In the listing below, count every line that contains "学生列表查询参数". Give nothing but the number.

- **Excerpted records**
___

pub mod entities;
pub mod requests;
pub mod responses;
pub mod create;
pub mod credits;
pub mod delete;
pub mod details;
pub mod edit;
pub mod list;

use actix_web::{HttpRequest, HttpResponse, Result as ActixResult};
use std::sync::Arc;
use tracing::error;

use crate::models::{
    ApiResponse, ErrorCode, SelectOption, common::DeleteConfirmParams,
    courses::{requests::CourseForm, responses::department_picklist},
};
use crate::storage::Storage;

/// 课程列表页路径
pub const COURSES_INDEX: &str = "/Courses";

pub struct CourseService {
    storage: Option<Arc<dyn Storage>>,
}

impl CourseService {
    pub fn new_lazy() -> Self {
        Self { storage: None }
    }

    pub(crate) fn get_storage(&self, request: &HttpRequest) -> Arc<dyn Storage> {
        if let Some(storage) = &self.storage {
            storage.clone()
        } else {
            request
                .app_data::<actix_web::web::Data<Arc<dyn Storage>>>()
                .expect("Storage not found in app data")
                .get_ref()
                .clone()
        }
    }

    // 课程列表
    pub async fn list_courses(&self, request: &HttpRequest) -> ActixResult<HttpResponse> {
        list::list_courses(self, request).await
    }

    // 课程详情
    pub async fn get_course_details(
        &self,
        request: &HttpRequest,
        id: i64,
    ) -> ActixResult<HttpResponse> {
        details::get_course_details(self, request, id).await
    }

    // 新建表单（附院系下拉列表）
    pub async fn create_course_form(&self, request: &HttpRequest) -> ActixResult<HttpResponse> {
        create::create_course_form(self, request).await
    }

    pub async fn create_course(
        &self,
        request: &HttpRequest,
        form: CourseForm,
    ) -> ActixResult<HttpResponse> {
        create::create_course(self, request, form).await
    }

    // 编辑表单
    pub async fn edit_course_form(
        &self,
        request: &HttpRequest,
        id: i64,
    ) -> ActixResult<HttpResponse> {
        edit::edit_course_form(self, request, id).await
    }

    pub async fn edit_course(
        &self,
        request: &HttpRequest,
        id: i64,
        form: CourseForm,
    ) -> ActixResult<HttpResponse> {
        edit::edit_course(self, request, id, form).await
    }

    // 删除确认页
    pub async fn delete_course_confirm(
        &self,
        request: &HttpRequest,
        id: i64,
        params: DeleteConfirmParams,
    ) -> ActixResult<HttpResponse> {
        delete::delete_course_confirm(self, request, id, params).await
    }

    pub async fn delete_course(&self, request: &HttpRequest, id: i64) -> ActixResult<HttpResponse> {
        delete::delete_course(self, request, id).await
    }

    // 批量调整学分
    pub async fn update_credits_form(&self) -> ActixResult<HttpResponse> {
        credits::update_credits_form().await
    }

    pub async fn update_credits(
        &self,
        request: &HttpRequest,
        multiplier: Option<String>,
    ) -> ActixResult<HttpResponse> {
        credits::update_credits(self, request, multiplier).await
    }
}

/// 读取院系下拉列表；失败时返回可直接响应的 500
pub(crate) async fn load_department_options(
    storage: &Arc<dyn Storage>,
    selected: Option<i64>,
) -> Result<Vec<SelectOption>, HttpResponse> {
    match storage.list_departments().await {
        Ok(departments) => Ok(department_picklist(departments, selected)),
        Err(e) => {
            error!("Failed to list departments: {}", e);
            Err(
                HttpResponse::InternalServerError().json(ApiResponse::error_empty(
                    ErrorCode::DepartmentListFailed,
                    format!("Failed to retrieve departments: {e}"),
                )),
            )
        }
    }
}

pub(crate) fn course_not_found() -> HttpResponse {
    HttpResponse::NotFound().json(ApiResponse::error_empty(
        ErrorCode::CourseNotFound,
        "Course not found",
    ))
}
/// 组装测试用的 actix 应用：注入存储与参数错误处理器
#[cfg(test)]
macro_rules! init_test_app {
    ($storage:expr, $configure:expr) => {
        actix_web::test::init_service(
            actix_web::App::new()
                .app_data(actix_web::web::Data::new($storage.clone()))
                .app_data(
                    actix_web::web::QueryConfig::default()
                        .error_handler(crate::utils::query_error_handler),
                )
                .app_data(
                    actix_web::web::FormConfig::default()
                        .error_handler(crate::utils::form_error_handler),
                )
                .configure($configure),
        )
        .await
    };
}

pub mod courses;

pub mod students;

pub use courses::configure_courses_routes;
pub use students::configure_students_routes;

use actix_web::{HttpResponse, Result as ActixResult};

use crate::models::{ApiResponse, ErrorCode};

/// 未匹配任何路由时的统一 404
pub async fn not_found() -> ActixResult<HttpResponse> {
    Ok(HttpResponse::NotFound().json(ApiResponse::error_empty(
        ErrorCode::NotFound,
        "Resource not found",
    )))
}
use chrono::NaiveDate;
use serde::{Deserialize, Serialize};
use ts_rs::TS;

use crate::models::common::deserialize::{empty_as_none_parsed, empty_string_as_none};

/// 学生列表的排序方式
///
/// 只接受固定的几种排序，不会把请求中的字符串当作列名使用。
#[derive(Debug, Clone, Copy, Default, PartialEq, Eq)]
pub enum StudentSortOrder {
    #[default]
    NameAsc,
    NameDesc,
    DateAsc,
    DateDesc,
}

impl StudentSortOrder {
    pub const NAME_DESC: &'static str = "name_desc";
    pub const DATE: &'static str = "Date";
    pub const DATE_DESC: &'static str = "date_desc";

    /// 解析排序标记，无法识别时回退到按姓升序
    pub fn parse(token: Option<&str>) -> Self {
        match token.unwrap_or_default() {
            Self::NAME_DESC => StudentSortOrder::NameDesc,
            Self::DATE => StudentSortOrder::DateAsc,
            Self::DATE_DESC => StudentSortOrder::DateDesc,
            _ => StudentSortOrder::NameAsc,
        }
    }

    pub fn token(&self) -> &'static str {
        match self {
            StudentSortOrder::NameAsc => "",
            StudentSortOrder::NameDesc => Self::NAME_DESC,
            StudentSortOrder::DateAsc => Self::DATE,
            StudentSortOrder::DateDesc => Self::DATE_DESC,
        }
    }

    pub fn is_descending(&self) -> bool {
        matches!(
            self,
            StudentSortOrder::NameDesc | StudentSortOrder::DateDesc
        )
    }
}

// 学生列表查询参数（来自HTTP请求），空值与未提供等同
#[derive(Debug, Default, Deserialize)]
#[serde(rename_all = "camelCase")]
pub struct StudentIndexParams {
    #[serde(default, deserialize_with = "empty_string_as_none")]
    pub sort_order: Option<String>,
    #[serde(default, deserialize_with = "empty_string_as_none")]
    pub current_filter: Option<String>,
    #[serde(default, deserialize_with = "empty_string_as_none")]
    pub search_string: Option<String>,
    #[serde(default, deserialize_with = "empty_as_none_parsed")]
    pub page_number: Option<i64>,
}

impl StudentIndexParams {
    /// 本次生效的搜索词：有新搜索词时使用新词，否则沿用 currentFilter
    pub fn effective_filter(&self) -> Option<String> {
        self.new_search()
            .or(non_blank(self.current_filter.as_deref()))
            .map(str::to_string)
    }

    /// 本次生效的页码：有新搜索词时回到第 1 页
    pub fn effective_page(&self) -> Option<i64> {
        if self.new_search().is_some() {
            Some(1)
        } else {
            self.page_number
        }
    }

    fn new_search(&self) -> Option<&str> {
        non_blank(self.search_string.as_deref())
    }
}

fn non_blank(value: Option<&str>) -> Option<&str> {
    value.filter(|s| !s.trim().is_empty())
}

// 学生列表查询参数（用于存储层）
#[derive(Debug, Clone)]
pub struct StudentListQuery {
    pub search: Option<String>,
    pub sort: StudentSortOrder,
    pub page: Option<i64>,
    pub page_size: u64,
}

// 学生表单，字段按原样绑定，校验失败时原样回显
#[derive(Debug, Clone, Default, PartialEq, Serialize, Deserialize, TS)]
#[serde(default)]
#[ts(export, export_to = "student.ts")]
pub struct StudentForm {
    pub last_name: String,
    pub first_mid_name: String,
    pub enrollment_date: String,
}

// 校验通过后可写入的字段
#[derive(Debug, Clone, PartialEq)]
pub struct StudentChanges {
    pub last_name: String,
    pub first_mid_name: String,
    pub enrollment_date: NaiveDate,
}

impl From<&crate::models::students::entities::Student> for StudentForm {
    fn from(student: &crate::models::students::entities::Student) -> Self {
        Self {
            last_name: student.last_name.clone(),
            first_mid_name: student.first_mid_name.clone(),
            enrollment_date: student.enrollment_date.format("%Y-%m-%d").to_string(),
        }
    }
}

___

- **Solution for this task**
2